I am ashamed to say that, in the past, I have held Roger Ebert in contempt. I read his reviews, saw that he rated JFK higher than Boyz N the Hood, or that he hated Blue Velvet, and wrote him off as a fool.
Recently I have begun to reevaluate him. For one thing there's the "Brown Bunny Incident." At the 2003 Cannes Film Festival, Vinvent Gallo's movie The Brown Bunny had an historically bad premiere, in which several hundred people walked out, dozens more stayed behind to heckle, and numerous critics, among them Mr. Ebert, proclaimed it the worst film ever shown at Cannes. Afterward, Gallo lashed out, cursing Ebert's colon and saying "If a fat pig like Roger Ebert doesn't like my movie then I'm sorry for him." Mr. Ebert responded by saying:
"Gallo all but wept in a Cannes interview as he described the pain of 'growing up ugly,' but empathy has its limits, and he had no tears for a fat pig and slave-trader such as myself. It is true that I am fat, but one day I will be thin, and he will still be the director of The Brown Bunny."

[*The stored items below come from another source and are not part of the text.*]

//! Adaptive range splitting
//!
//! The portal silently truncates any result at the cap. The only trustworthy signal is
//! "count below cap means complete", so a window reporting at or above the cap is
//! halved until it drops below, and the day is walked left to right from there.
//!
//! [`RangeSplitter`] is the pure state machine: it hands out the next window to probe
//! and consumes the probe's count. [`split_day`] drives it with an async probe.

use std::future::Future;

use chrono::NaiveDate;
use tracing::{debug, warn};

use crate::error::{Error, Result};
use crate::types::{ProbeCount, WindowReport};
use crate::window::{DAY_SECONDS, QueryWindow};

/// What the splitter did with a probe result
#[derive(Clone, Debug, PartialEq, Eq)]
pub enum Decision {
    /// The count was below the cap; the window is complete
    Accepted(WindowReport),
    /// A single-second window reported at or above the cap and was accepted anyway
    Overflow(WindowReport),
    /// The window was halved; probe [`RangeSplitter::current`] again
    Narrowed,
}

/// Bisection state for one calendar day
#[derive(Clone, Debug)]
pub struct RangeSplitter {
    window: QueryWindow,
    cap: usize,
    done: bool,
}

impl RangeSplitter {
    /// Start at the full-day window
    pub fn new(day: NaiveDate, cap: usize) -> Self {
        Self {
            window: QueryWindow::full_day(day),
            cap,
            done: false,
        }
    }

    /// Window to probe next, or `None` once the day is covered
    pub fn current(&self) -> Option<QueryWindow> {
        (!self.done).then_some(self.window)
    }

    /// Whether every second of the day has been accepted
    pub fn is_done(&self) -> bool {
        self.done
    }

    /// Feed the count for [`current`](Self::current) and advance.
    ///
    /// `Unknown` counts as "at or above the cap".
    pub fn record(&mut self, count: ProbeCount) -> Result<Decision> {
        if self.done {
            return Err(Error::Other("day already covered".to_string()));
        }
        let window = self.window;

        if count.is_below(self.cap) {
            self.advance_past(window)?;
            return Ok(Decision::Accepted(WindowReport {
                window,
                count,
                overflow: false,
            }));
        }

        if window.is_single_second() {
            self.advance_past(window)?;
            return Ok(Decision::Overflow(WindowReport {
                window,
                count,
                overflow: true,
            }));
        }

        let start = window.start();
        let mid = start + (window.end() - start) / 2;
        self.window = QueryWindow::new(window.day(), start, mid)?;
        Ok(Decision::Narrowed)
    }

    fn advance_past(&mut self, accepted: QueryWindow) -> Result<()> {
        if accepted.reaches_end_of_day() {
            self.done = true;
        } else {
            self.window = QueryWindow::new(accepted.day(), accepted.end() + 1, DAY_SECONDS)?;
        }
        Ok(())
    }
}

/// A window accepted by [`split_day`], with whatever the probe produced for it
#[derive(Clone, Debug)]
pub struct AcceptedWindow<T> {
    /// Window, count and overflow flag
    pub report: WindowReport,
    /// Probe output for the accepted window
    pub payload: T,
}

/// Result of splitting one day
#[derive(Clone, Debug)]
pub struct DaySplit<T> {
    /// Accepted windows in day order
    pub windows: Vec<AcceptedWindow<T>>,
    /// Number of probes issued
    pub probes: usize,
}

/// Cover `day` with windows whose probed count is below `cap`.
///
/// `probe` returns the count for a window plus a payload kept for accepted windows.
/// `on_accept` sees every accepted window as it is accepted. A probe error aborts the
/// day with [`Error::DayFailed`] naming the window being probed.
pub async fn split_day<T, P, Fut>(
    day: NaiveDate,
    cap: usize,
    mut probe: P,
    mut on_accept: impl FnMut(&WindowReport),
) -> Result<DaySplit<T>>
where
    P: FnMut(QueryWindow) -> Fut,
    Fut: Future<Output = Result<(ProbeCount, T)>>,
{
    let mut splitter = RangeSplitter::new(day, cap);
    let mut windows = Vec::new();
    let mut probes = 0;

    while let Some(window) = splitter.current() {
        probes += 1;
        let (count, payload) = probe(window).await.map_err(|e| Error::DayFailed {
            day,
            window,
            source: Box::new(e),
        })?;

        match splitter.record(count)? {
            Decision::Narrowed => {
                debug!(%day, start = window.start(), end = window.end(), %count, "narrowing window");
            }
            Decision::Accepted(report) => {
                debug!(%day, start = window.start(), end = window.end(), %count, "window accepted");
                on_accept(&report);
                windows.push(AcceptedWindow { report, payload });
            }
            Decision::Overflow(report) => {
                warn!(%day, window = %window, %count, "single-second window at cap, results may be truncated");
                on_accept(&report);
                windows.push(AcceptedWindow { report, payload });
            }
        }
    }

    Ok(DaySplit { windows, probes })
}
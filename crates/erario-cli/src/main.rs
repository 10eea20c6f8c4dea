//! `erario`: loads the national budget's monthly accrued-credit datasets
//! into a star schema.
//!
//! # Usage
//!
//! ```
//! erario load --from 2020 --to 2024
//! erario --config erario.toml load --sink rest --keep-going
//! erario inspect data/extracted/2024/credito-mensual-2024.csv
//! erario ipc
//! ```

mod archive;
mod rest;
mod settings;

use std::path::{Path, PathBuf};

use anyhow::{Context as _, Result, bail};
use archive::HttpArchiveSource;
use clap::{Parser, Subcommand};
use erario_core::{
  Sink,
  aggregate::{YearAggregate, aggregate_file},
  driver::{Driver, RangeReport},
  ipc::{IPC_TABLE, SERIES_API_URL, SeriesResponse, ipc_records},
  upsert::upsert_batches,
};
use erario_store_sqlite::SqliteStore;
use rest::RestSink;
use settings::{EtlConfig, Overrides, SinkKind};
use tracing::{info, level_filters::LevelFilter, warn};
use tracing_subscriber::EnvFilter;

// ─── CLI args ─────────────────────────────────────────────────────────────────

#[derive(Parser, Debug)]
#[command(name = "erario", version, about = "Budget execution loader")]
struct Args {
  /// Path to a TOML config file.
  #[arg(short, long, value_name = "FILE", env = "ERARIO_CONFIG", default_value = "erario.toml")]
  config: PathBuf,

  #[command(subcommand)]
  command: Command,
}

#[derive(Subcommand, Debug)]
enum Command {
  /// Download, aggregate and upsert a range of fiscal years.
  Load {
    #[arg(long)]
    from:        Option<i32>,
    #[arg(long)]
    to:          Option<i32>,
    /// Continue with the next year after a failure.
    #[arg(long)]
    keep_going:  bool,
    #[arg(long, value_enum)]
    sink:        Option<SinkKind>,
    #[arg(long, value_name = "PATH")]
    sqlite_path: Option<PathBuf>,
    /// Records per upsert request.
    #[arg(long)]
    batch_size:  Option<u32>,
  },

  /// Aggregate a local file and print its summary without writing anywhere.
  Inspect {
    file: PathBuf,
    /// Fiscal year; guessed from the file name when omitted.
    #[arg(long)]
    year: Option<i32>,
  },

  /// Load the monthly consumer price index series.
  Ipc {
    #[arg(long)]
    series_id: Option<String>,
    #[arg(long, value_enum)]
    sink:      Option<SinkKind>,
  },
}

// ─── Entry point ──────────────────────────────────────────────────────────────

#[tokio::main]
async fn main() -> Result<()> {
  dotenv::from_filename(".env.local").ok();

  tracing_subscriber::fmt()
    .with_env_filter(
      EnvFilter::builder()
        .with_default_directive(LevelFilter::INFO.into())
        .from_env_lossy(),
    )
    .init();

  let args = Args::parse();

  match args.command {
    Command::Load { from, to, keep_going, sink, sqlite_path, batch_size } => {
      let overrides = Overrides { from, to, keep_going, sink, sqlite_path, batch_size, ..Default::default() };
      let cfg = EtlConfig::load(&args.config, &overrides)?;
      match cfg.sink {
        SinkKind::Sqlite => load(&cfg, &open_sqlite(&cfg).await?).await,
        SinkKind::Rest => load(&cfg, &open_rest(&cfg)?).await,
      }
    }
    Command::Inspect { file, year } => inspect(&file, year).await,
    Command::Ipc { series_id, sink } => {
      let overrides = Overrides { sink, ipc_series: series_id, ..Default::default() };
      let cfg = EtlConfig::load(&args.config, &overrides)?;
      match cfg.sink {
        SinkKind::Sqlite => load_ipc(&cfg, &open_sqlite(&cfg).await?).await,
        SinkKind::Rest => load_ipc(&cfg, &open_rest(&cfg)?).await,
      }
    }
  }
}

async fn open_sqlite(cfg: &EtlConfig) -> Result<SqliteStore> {
  if let Some(parent) = cfg.sqlite_path.parent().filter(|p| !p.as_os_str().is_empty()) {
    std::fs::create_dir_all(parent).with_context(|| format!("failed to create {}", parent.display()))?;
  }
  SqliteStore::open(&cfg.sqlite_path)
    .await
    .with_context(|| format!("failed to open store at {}", cfg.sqlite_path.display()))
}

fn open_rest(cfg: &EtlConfig) -> Result<RestSink> {
  let creds = cfg.rest_credentials(|var| std::env::var(var).ok())?;
  RestSink::new(creds).context("failed to build HTTP client")
}

// ─── Commands ─────────────────────────────────────────────────────────────────

async fn load<S: Sink>(cfg: &EtlConfig, sink: &S) -> Result<()> {
  let range = cfg.range()?;
  let source = HttpArchiveSource::new(&cfg.base_url, &cfg.dataset, &cfg.raw_dir, &cfg.extract_dir)
    .context("failed to build HTTP client")?;

  let report = Driver::new(&source, sink)
    .batch_size(cfg.batch_size)
    .policy(cfg.policy())
    .run(range)
    .await?;

  print_range(&report);
  if !report.is_success() {
    let years: Vec<String> = report.failed.iter().map(ToString::to_string).collect();
    bail!("{} year(s) failed:\n  {}", years.len(), years.join("\n  "));
  }
  Ok(())
}

async fn inspect(file: &Path, year: Option<i32>) -> Result<()> {
  let year = year.or_else(|| year_from_file_name(file)).unwrap_or_default();
  let path = file.to_path_buf();
  let agg = tokio::task::spawn_blocking(move || aggregate_file(&path, year))
    .await
    .context("aggregation task failed")?
    .with_context(|| format!("failed to aggregate {}", file.display()))?;
  print_aggregate(&agg);
  Ok(())
}

async fn load_ipc<S: Sink>(cfg: &EtlConfig, sink: &S) -> Result<()> {
  let response: SeriesResponse = reqwest::Client::new()
    .get(SERIES_API_URL)
    .query(&[("ids", cfg.ipc_series.as_str()), ("format", "json")])
    .send()
    .await
    .context("series request failed")?
    .error_for_status()
    .context("series API returned an error")?
    .json()
    .await
    .context("deserialising series response")?;

  let records = ipc_records(&response);
  if records.is_empty() {
    warn!(series = %cfg.ipc_series, "series returned no data points");
    return Ok(());
  }

  let written = upsert_batches(sink, &IPC_TABLE, &records, cfg.batch_size).await?;
  info!(series = %cfg.ipc_series, records = written, "ipc series loaded");
  Ok(())
}

// ─── Output ───────────────────────────────────────────────────────────────────

/// First run of four digits in the file name, e.g. `credito-mensual-2024.csv`.
fn year_from_file_name(path: &Path) -> Option<i32> {
  let name = path.file_name()?.to_str()?;
  name
    .as_bytes()
    .windows(4)
    .position(|w| w.iter().all(u8::is_ascii_digit))
    .and_then(|at| name[at..at + 4].parse().ok())
}

fn print_aggregate(agg: &YearAggregate) {
  println!("year:          {}", agg.year);
  println!("delimiter:     {}", agg.delimiter);
  println!("encoding:      {}", agg.encoding);
  println!("rows:          {}", agg.rows_total);
  println!("rows skipped:  {}", agg.rows_skipped);
  println!("fact keys:     {}", agg.facts.len());
  println!("dimensions:    {}", agg.current.len());
}

fn print_range(report: &RangeReport) {
  for year in &report.completed {
    println!(
      "{}  delimiter={} encoding={} rows={} skipped={} keys={} upserted={}",
      year.year,
      year.delimiter,
      year.encoding,
      year.rows_total,
      year.rows_skipped,
      year.fact_keys,
      year.upserted.total(),
    );
  }
}
//! Streaming aggregation of one year's tabular file.
//!
//! Records are streamed, never buffered; only the per-key sums and the
//! dimension snapshots are held in memory. A file that does not decode under
//! the primary encoding is re-read from the start under the fallback
//! encoding, with all state from the failed attempt discarded.

use std::{collections::HashMap, fmt, fs::File, io, path::Path};

use csv::{ByteRecord, ReaderBuilder, StringRecord};
use encoding_rs::{Encoding, UTF_8, WINDOWS_1252};
use tracing::{debug, warn};

use crate::{
  Error, Result,
  columns::{BudgetRow, ColumnIndex},
  delimiter::{Delimiter, sniff_delimiter},
  dimension::{Dimension, DimensionIds, DimensionMaps},
  fact::{FactAmounts, GrainKey},
};

// ─── Encodings ───────────────────────────────────────────────────────────────

/// Text encodings a source file may arrive in.
#[derive(Debug, Clone, Copy, PartialEq, Eq)]
pub enum TextEncoding {
  Utf8,
  /// Decoded as windows-1252, the WHATWG meaning of "latin1".
  Latin1,
}

impl TextEncoding {
  /// The encoding to retry with after this one fails, if any.
  pub fn fallback(self) -> Option<Self> {
    match self {
      Self::Utf8 => Some(Self::Latin1),
      Self::Latin1 => None,
    }
  }

  pub fn name(self) -> &'static str {
    match self {
      Self::Utf8 => "utf-8",
      Self::Latin1 => "latin1",
    }
  }

  fn encoding(self) -> &'static Encoding {
    match self {
      Self::Utf8 => UTF_8,
      Self::Latin1 => WINDOWS_1252,
    }
  }

  fn decode_record(self, raw: &ByteRecord, record: u64) -> Result<StringRecord> {
    let encoding = self.encoding();
    let mut out = StringRecord::with_capacity(raw.as_slice().len(), raw.len());
    for field in raw {
      let text = encoding
        .decode_without_bom_handling_and_without_replacement(field)
        .ok_or(Error::Decode { encoding: self.name(), record })?;
      out.push_field(&text);
    }
    Ok(out)
  }
}

impl fmt::Display for TextEncoding {
  fn fmt(&self, f: &mut fmt::Formatter<'_>) -> fmt::Result { f.write_str(self.name()) }
}

// ─── Output ──────────────────────────────────────────────────────────────────

/// Everything one year's pass produces.
#[derive(Debug, Clone)]
pub struct YearAggregate {
  pub year:         i32,
  pub delimiter:    Delimiter,
  /// The encoding the successful pass used.
  pub encoding:     TextEncoding,
  /// Data rows seen, skipped rows included.
  pub rows_total:   u64,
  /// Rows dropped for lacking a valid month.
  pub rows_skipped: u64,
  /// Sparse: only keys with at least one non-zero measure.
  pub facts:        HashMap<GrainKey, FactAmounts>,
  /// Latest description per natural key.
  pub current:      DimensionMaps,
  /// Description per natural key as of `year`.
  pub historical:   DimensionMaps,
}

// ─── Fold ────────────────────────────────────────────────────────────────────

/// The per-row fold. Owned by a single pass and dropped with it.
#[derive(Debug)]
pub struct Aggregator {
  year:         i32,
  rows_total:   u64,
  rows_skipped: u64,
  facts:        HashMap<GrainKey, FactAmounts>,
  current:      DimensionMaps,
  historical:   DimensionMaps,
}

impl Aggregator {
  pub fn new(year: i32) -> Self {
    Self {
      year,
      rows_total: 0,
      rows_skipped: 0,
      facts: HashMap::new(),
      current: DimensionMaps::default(),
      historical: DimensionMaps::default(),
    }
  }

  pub fn push(&mut self, row: &BudgetRow<'_>) {
    self.rows_total += 1;

    let Some(month) = row.month else {
      self.rows_skipped += 1;
      return;
    };

    let ids = DimensionIds::new(row.ids.map(str::to_owned));

    let amounts = FactAmounts::new(row.accrued, row.budget);
    if !amounts.is_zero() {
      let key = GrainKey { month, ids: ids.clone() };
      self.facts.entry(key).or_default().add(amounts);
    }

    for dim in Dimension::ALL {
      let desc = row.desc(dim);
      if desc.is_empty() {
        continue;
      }
      self.current.upsert(dim, ids.key(dim), desc);
      self.historical.upsert(dim, ids.key(dim), desc);
    }
  }

  pub fn rows_total(&self) -> u64 { self.rows_total }

  pub fn fact_count(&self) -> usize { self.facts.len() }

  /// Drop everything accumulated so far.
  pub fn clear(&mut self) {
    self.rows_total = 0;
    self.rows_skipped = 0;
    self.facts.clear();
    self.current.clear();
    self.historical.clear();
  }

  pub fn finish(self, delimiter: Delimiter, encoding: TextEncoding) -> YearAggregate {
    YearAggregate {
      year: self.year,
      delimiter,
      encoding,
      rows_total: self.rows_total,
      rows_skipped: self.rows_skipped,
      facts: self.facts,
      current: self.current,
      historical: self.historical,
    }
  }
}

// ─── File passes ─────────────────────────────────────────────────────────────

enum Pass {
  AttemptingPrimaryEncoding(TextEncoding),
  AttemptingFallbackEncoding(TextEncoding),
  Done(YearAggregate),
  Failed(Error),
}

/// Aggregate `path` for `year`, reading UTF-8 first and Latin-1 on failure.
pub fn aggregate_file(path: &Path, year: i32) -> Result<YearAggregate> {
  aggregate_file_with(path, year, TextEncoding::Utf8)
}

/// Aggregate `path` starting from `primary`. At most one fallback attempt is
/// made, and only for decode or parse failures.
pub fn aggregate_file_with(path: &Path, year: i32, primary: TextEncoding) -> Result<YearAggregate> {
  let delimiter = sniff_delimiter(path)?;
  let mut agg = Aggregator::new(year);
  let mut pass = Pass::AttemptingPrimaryEncoding(primary);

  loop {
    pass = match pass {
      Pass::AttemptingPrimaryEncoding(encoding) => {
        match run_pass(path, delimiter, encoding, &mut agg) {
          Ok(()) => Pass::Done(take(&mut agg, year).finish(delimiter, encoding)),
          Err(e) if e.is_decode_failure() => match encoding.fallback() {
            Some(next) => {
              warn!(year, %encoding, fallback = %next, error = %e, "parse failed; retrying with fallback encoding");
              agg.clear();
              Pass::AttemptingFallbackEncoding(next)
            }
            None => Pass::Failed(e),
          },
          Err(e) => Pass::Failed(e),
        }
      }
      Pass::AttemptingFallbackEncoding(encoding) => {
        match run_pass(path, delimiter, encoding, &mut agg) {
          Ok(()) => Pass::Done(take(&mut agg, year).finish(delimiter, encoding)),
          Err(e) => Pass::Failed(e),
        }
      }
      Pass::Done(result) => return Ok(result),
      Pass::Failed(e) => return Err(e),
    };
  }
}

fn take(agg: &mut Aggregator, year: i32) -> Aggregator { std::mem::replace(agg, Aggregator::new(year)) }

fn run_pass(path: &Path, delimiter: Delimiter, encoding: TextEncoding, agg: &mut Aggregator) -> Result<()> {
  let file = File::open(path).map_err(|e| Error::io(path, e))?;
  aggregate_reader(file, delimiter, encoding, agg)?;
  debug!(
    path = %path.display(),
    %encoding,
    rows = agg.rows_total(),
    keys = agg.fact_count(),
    "pass complete"
  );
  Ok(())
}

/// Fold every record of `reader` into `agg`.
pub fn aggregate_reader<R: io::Read>(
  reader: R,
  delimiter: Delimiter,
  encoding: TextEncoding,
  agg: &mut Aggregator,
) -> Result<()> {
  let mut csv = ReaderBuilder::new()
    .delimiter(delimiter.as_byte())
    .flexible(true)
    .has_headers(true)
    .from_reader(reader);

  let headers = encoding.decode_record(csv.byte_headers()?, 0)?;
  let columns = ColumnIndex::from_headers(headers.iter())?;

  let mut raw = ByteRecord::new();
  let mut record_no = 0;
  while csv.read_byte_record(&mut raw)? {
    record_no += 1;
    let record = encoding.decode_record(&raw, record_no)?;
    agg.push(&columns.row(&record));
  }
  Ok(())
}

Several weeks after reading about this, I found out that Roger Ebert's wife is black. Maybe it's ridiculous to like someone on the basis of their interracial relationship, but it drastically changed the way I thought of him. And then the other day I read the following paragraph on the Internet Movie Database, and I am now totally won over.

"I have been criticized recently for giving a pass to films of moderate achievement because they accomplish what the audience expects, while penalizing more ambitious films for falling short of greater expectations. There may be some truth in such observations, but on the other hand, nobody in the real world goes to every movie with the same kind of anticipation. If I see a film by Ingmar Bergman, as I recently did, I expect it to be a masterpiece, and if it is not, Bergman has disappointed me. If I attend a horror film in which Jennifer Connelly and her daughter are trapped in the evil web of a malevolent apartment building, I do not expect Bergman; if the movie does what it can do as well as it can be done, then it has achieved perfection within its own terms."
Roger Ebert gave Dark Water three stars.